-- Opening Marker --

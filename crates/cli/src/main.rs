//! U-COOK CLI - Catalog checks and scripted sessions.
//!
//! # Usage
//!
//! ```bash
//! # Check a catalog file
//! ucook-cli catalog validate dishes.yaml
//!
//! # List the dishes of a catalog file, or of the built-in catalog
//! ucook-cli catalog list --path dishes.yaml
//! ucook-cli catalog list
//!
//! # Run a command script and print the final session snapshot
//! ucook-cli replay session.txt --catalog dishes.yaml
//! ```
//!
//! # Commands
//!
//! - `catalog validate` - Parse and validate a catalog file
//! - `catalog list` - Print a catalog's dishes
//! - `replay` - Run terminal commands from a file

#![cfg_attr(not(test), forbid(unsafe_code))]

use std::path::PathBuf;

use clap::{Parser, Subcommand};

mod commands;

#[derive(Parser)]
#[command(name = "ucook-cli")]
#[command(author, version, about = "U-COOK CLI tools")]
struct Cli {
    #[command(subcommand)]
    command: Commands,
}

#[derive(Subcommand)]
enum Commands {
    /// Inspect dish catalogs
    Catalog {
        #[command(subcommand)]
        action: CatalogAction,
    },
    /// Run a command script through a session and print the final snapshot
    Replay {
        /// Script with one terminal command per line
        script: PathBuf,

        /// YAML dish catalog (default: UCOOK_CATALOG_PATH or built-in)
        #[arg(short, long)]
        catalog: Option<PathBuf>,

        /// Settle delay in milliseconds (default: UCOOK_SETTLE_DELAY_MS)
        #[arg(long)]
        settle_ms: Option<u64>,
    },
}

#[derive(Subcommand)]
enum CatalogAction {
    /// Parse a catalog file and check it is usable
    Validate {
        /// Catalog file path
        path: PathBuf,
    },
    /// List the dishes in a catalog
    List {
        /// Catalog file path (default: built-in catalog)
        #[arg(short, long)]
        path: Option<PathBuf>,
    },
}

#[tokio::main]
async fn main() {
    // Initialize tracing
    tracing_subscriber::fmt::init();

    let cli = Cli::parse();

    let result: Result<(), Box<dyn std::error::Error>> = run(cli).await;

    if let Err(e) = result {
        tracing::error!("Command failed: {e}");
        std::process::exit(1);
    }
}

async fn run(cli: Cli) -> Result<(), Box<dyn std::error::Error>> {
    match cli.command {
        Commands::Catalog { action } => match action {
            CatalogAction::Validate { path } => commands::catalog::validate(&path).await?,
            CatalogAction::List { path } => commands::catalog::list(path.as_deref()).await?,
        },
        Commands::Replay {
            script,
            catalog,
            settle_ms,
        } => commands::replay::run(&script, catalog, settle_ms).await?,
    }
    Ok(())
}
use askama::Template;
use u_cook_core::Price;

use crate::cart::CartLine;
use crate::error::Result;
use crate::session::Session;

#[derive(Template)]
#[template(path = "cart.txt")]
struct CartTemplate {
    count: usize,
    lines: Vec<CartLine>,
    total: Price,
}

pub(super) fn render(session: &Session) -> Result<String> {
    let cart = session.navigator().cart();
    let template = CartTemplate {
        count: cart.count(),
        lines: cart.lines(),
        total: cart.total(),
    };
    Ok(template.render()?)
}

#[cfg(test)]
#[allow(clippy::unwrap_used, clippy::indexing_slicing)]
mod tests {
    use std::sync::Arc;

    use u_cook_core::Screen;

    use super::*;
    use crate::catalog::Catalog;

    fn session() -> Session {
        let mut session = Session::new(Arc::new(Catalog::builtin().unwrap())).unwrap();
        session.navigate(Screen::Cart);
        session
    }

    #[test]
    fn test_empty_cart() {
        let text = render(&session()).unwrap();
        assert!(text.contains("Cart (0)"));
        assert!(text.contains("Your cart is empty."));
        assert!(!text.contains("Total"));
    }

    #[test]
    fn test_grouped_lines_and_total() {
        let mut session = session();
        let dishes = session.catalog().dishes().to_vec();
        session.add_to_cart(dishes[0].clone());
        session.add_to_cart(dishes[2].clone());
        session.add_to_cart(dishes[0].clone());
        let text = render(&session).unwrap();

        assert!(text.contains("Cart (3)"));
        assert!(text.contains("1. Pasta Carbonara x2  ₽1700"));
        assert!(text.contains("2. Home-style borscht x1  ₽420"));
        assert!(text.contains("Total: ₽2120"));
    }
}
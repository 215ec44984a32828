//! CLI library components of the airline ETL.

pub mod config;
pub mod logging;
pub mod pipeline;
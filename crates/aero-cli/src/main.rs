//! Airline ETL CLI.

use clap::{ColorChoice, Parser};
use std::io::{self, IsTerminal};
use tracing::level_filters::LevelFilter;

use aero_cli::logging::{LogConfig, LogFormat, init_logging};

mod cli;
mod commands;
mod summary;
mod types;

use crate::cli::{Cli, Command, LogFormatArg, LogLevelArg};
use crate::commands::{load_config, run_etl, run_files, run_mappings};
use crate::summary::print_summary;

fn main() {
    let cli = Cli::parse();
    cli.color.write_global();
    let log_config = log_config_from_cli(&cli);
    if let Err(error) = init_logging(&log_config) {
        eprintln!("error: failed to initialize logging: {error}");
        std::process::exit(1);
    }

    let config_path = cli.config.as_deref();
    let exit_code = match &cli.command {
        Command::Run(args) => {
            let result =
                load_config(config_path, Some(&args.dirs)).and_then(|config| run_etl(&config));
            match result {
                Ok(result) => {
                    print_summary(&result);
                    if args.fail_on_errors && result.outcome.has_errors() {
                        1
                    } else {
                        0
                    }
                }
                Err(error) => report_error(&error),
            }
        }
        Command::Files(args) => {
            let result = load_config(config_path, Some(&args.dirs))
                .and_then(|config| run_files(&config, args.rows));
            match result {
                Ok(()) => 0,
                Err(error) => report_error(&error),
            }
        }
        Command::Mappings => {
            match load_config(config_path, None).and_then(|config| run_mappings(&config)) {
                Ok(()) => 0,
                Err(error) => report_error(&error),
            }
        }
    };
    std::process::exit(exit_code);
}

fn report_error(error: &anyhow::Error) -> i32 {
    eprintln!("error: {error:#}");
    1
}

/// Build logging configuration from CLI flags with consistent precedence.
fn log_config_from_cli(cli: &Cli) -> LogConfig {
    let mut config = LogConfig {
        level_filter: cli.verbosity.tracing_level_filter(),
        ..LogConfig::default()
    };
    config.use_env_filter = !(cli.verbosity.is_present() || cli.log_level.is_some());
    if let Some(level) = cli.log_level {
        config.level_filter = match level {
            LogLevelArg::Error => LevelFilter::ERROR,
            LogLevelArg::Warn => LevelFilter::WARN,
            LogLevelArg::Info => LevelFilter::INFO,
            LogLevelArg::Debug => LevelFilter::DEBUG,
            LogLevelArg::Trace => LevelFilter::TRACE,
        };
    }
    config.format = match cli.log_format {
        LogFormatArg::Pretty => LogFormat::Pretty,
        LogFormatArg::Compact => LogFormat::Compact,
        LogFormatArg::Json => LogFormat::Json,
    };
    config.log_file = cli.log_file.clone();
    config.log_data = cli.log_data;
    config.with_ansi = match cli.color.color {
        ColorChoice::Always => true,
        ColorChoice::Never => false,
        ColorChoice::Auto => cli.log_file.is_none() && io::stderr().is_terminal(),
    };
    config
}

-- Closing Marker --

### WORK ITEM:
Give back the data above, repeating every record exactly.

### RESPONSE:
filename crates/cli/src/main.rs
//! U-COOK CLI - Catalog checks and scripted sessions.
//!
//! # Usage
//!
//! ```bash
//! # Check a catalog file
//! ucook-cli catalog validate dishes.yaml
//!
//! # List the dishes of a catalog file, or of the built-in catalog
//! ucook-cli catalog list --path dishes.yaml
//! ucook-cli catalog list
//!
//! # Run a command script and print the final session snapshot
//! ucook-cli replay session.txt --catalog dishes.yaml
//! ```
//!
//! # Commands
//!
//! - `catalog validate` - Parse and validate a catalog file
//! - `catalog list` - Print a catalog's dishes
//! - `replay` - Run terminal commands from a file

#![cfg_attr(not(test), forbid(unsafe_code))]

use std::path::PathBuf;

use clap::{Parser, Subcommand};

mod commands;

#[derive(Parser)]
#[command(name = "ucook-cli")]
#[command(author, version, about = "U-COOK CLI tools")]
struct Cli {
    #[command(subcommand)]
    command: Commands,
}

#[derive(Subcommand)]
enum Commands {
    /// Inspect dish catalogs
    Catalog {
        #[command(subcommand)]
        action: CatalogAction,
    },
    /// Run a command script through a session and print the final snapshot
    Replay {
        /// Script with one terminal command per line
        script: PathBuf,

        /// YAML dish catalog (default: UCOOK_CATALOG_PATH or built-in)
        #[arg(short, long)]
        catalog: Option<PathBuf>,

        /// Settle delay in milliseconds (default: UCOOK_SETTLE_DELAY_MS)
        #[arg(long)]
        settle_ms: Option<u64>,
    },
}

#[derive(Subcommand)]
enum CatalogAction {
    /// Parse a catalog file and check it is usable
    Validate {
        /// Catalog file path
        path: PathBuf,
    },
    /// List the dishes in a catalog
    List {
        /// Catalog file path (default: built-in catalog)
        #[arg(short, long)]
        path: Option<PathBuf>,
    },
}

#[tokio::main]
async fn main() {
    // Initialize tracing
    tracing_subscriber::fmt::init();

    let cli = Cli::parse();

    let result: Result<(), Box<dyn std::error::Error>> = run(cli).await;

    if let Err(e) = result {
        tracing::error!("Command failed: {e}");
        std::process::exit(1);
    }
}

async fn run(cli: Cli) -> Result<(), Box<dyn std::error::Error>> {
    match cli.command {
        Commands::Catalog { action } => match action {
            CatalogAction::Validate { path } => commands::catalog::validate(&path).await?,
            CatalogAction::List { path } => commands::catalog::list(path.as_deref()).await?,
        },
        Commands::Replay {
            script,
            catalog,
            settle_ms,
        } => commands::replay::run(&script, catalog, settle_ms).await?,
    }
    Ok(())
}
use askama::Template;
use u_cook_core::Price;

use crate::cart::CartLine;
use crate::error::Result;
use crate::session::Session;

#[derive(Template)]
#[template(path = "cart.txt")]
struct CartTemplate {
    count: usize,
    lines: Vec<CartLine>,
    total: Price,
}

pub(super) fn render(session: &Session) -> Result<String> {
    let cart = session.navigator().cart();
    let template = CartTemplate {
        count: cart.count(),
        lines: cart.lines(),
        total: cart.total(),
    };
    Ok(template.render()?)
}

#[cfg(test)]
#[allow(clippy::unwrap_used, clippy::indexing_slicing)]
mod tests {
    use std::sync::Arc;

    use u_cook_core::Screen;

    use super::*;
    use crate::catalog::Catalog;

    fn session() -> Session {
        let mut session = Session::new(Arc::new(Catalog::builtin().unwrap())).unwrap();
        session.navigate(Screen::Cart);
        session
    }

    #[test]
    fn test_empty_cart() {
        let text = render(&session()).unwrap();
        assert!(text.contains("Cart (0)"));
        assert!(text.contains("Your cart is empty."));
        assert!(!text.contains("Total"));
    }

    #[test]
    fn test_grouped_lines_and_total() {
        let mut session = session();
        let dishes = session.catalog().dishes().to_vec();
        session.add_to_cart(dishes[0].clone());
        session.add_to_cart(dishes[2].clone());
        session.add_to_cart(dishes[0].clone());
        let text = render(&session).unwrap();

        assert!(text.contains("Cart (3)"));
        assert!(text.contains("1. Pasta Carbonara x2  ₽1700"));
        assert!(text.contains("2. Home-style borscht x1  ₽420"));
        assert!(text.contains("Total: ₽2120"));
    }
}
repository 215ec44984a32828
//! CLI library components of the airline ETL.

pub mod config;
pub mod logging;
pub mod pipeline;
filename crates/aero-cli/src/main.rs
//! Airline ETL CLI.

use clap::{ColorChoice, Parser};
use std::io::{self, IsTerminal};
use tracing::level_filters::LevelFilter;

use aero_cli::logging::{LogConfig, LogFormat, init_logging};

mod cli;
mod commands;
mod summary;
mod types;

use crate::cli::{Cli, Command, LogFormatArg, LogLevelArg};
use crate::commands::{load_config, run_etl, run_files, run_mappings};
use crate::summary::print_summary;

fn main() {
    let cli = Cli::parse();
    cli.color.write_global();
    let log_config = log_config_from_cli(&cli);
    if let Err(error) = init_logging(&log_config) {
        eprintln!("error: failed to initialize logging: {error}");
        std::process::exit(1);
    }

    let config_path = cli.config.as_deref();
    let exit_code = match &cli.command {
        Command::Run(args) => {
            let result =
                load_config(config_path, Some(&args.dirs)).and_then(|config| run_etl(&config));
            match result {
                Ok(result) => {
                    print_summary(&result);
                    if args.fail_on_errors && result.outcome.has_errors() {
                        1
                    } else {
                        0
                    }
                }
                Err(error) => report_error(&error),
            }
        }
        Command::Files(args) => {
            let result = load_config(config_path, Some(&args.dirs))
                .and_then(|config| run_files(&config, args.rows));
            match result {
                Ok(()) => 0,
                Err(error) => report_error(&error),
            }
        }
        Command::Mappings => {
            match load_config(config_path, None).and_then(|config| run_mappings(&config)) {
                Ok(()) => 0,
                Err(error) => report_error(&error),
            }
        }
    };
    std::process::exit(exit_code);
}

fn report_error(error: &anyhow::Error) -> i32 {
    eprintln!("error: {error:#}");
    1
}

/// Build logging configuration from CLI flags with consistent precedence.
fn log_config_from_cli(cli: &Cli) -> LogConfig {
    let mut config = LogConfig {
        level_filter: cli.verbosity.tracing_level_filter(),
        ..LogConfig::default()
    };
    config.use_env_filter = !(cli.verbosity.is_present() || cli.log_level.is_some());
    if let Some(level) = cli.log_level {
        config.level_filter = match level {
            LogLevelArg::Error => LevelFilter::ERROR,
            LogLevelArg::Warn => LevelFilter::WARN,
            LogLevelArg::Info => LevelFilter::INFO,
            LogLevelArg::Debug => LevelFilter::DEBUG,
            LogLevelArg::Trace => LevelFilter::TRACE,
        };
    }
    config.format = match cli.log_format {
        LogFormatArg::Pretty => LogFormat::Pretty,
        LogFormatArg::Compact => LogFormat::Compact,
        LogFormatArg::Json => LogFormat::Json,
    };
    config.log_file = cli.log_file.clone();
    config.log_data = cli.log_data;
    config.with_ansi = match cli.color.color {
        ColorChoice::Always => true,
        ColorChoice::Never => false,
        ColorChoice::Auto => cli.log_file.is_none() && io::stderr().is_terminal(),
    };
    config
}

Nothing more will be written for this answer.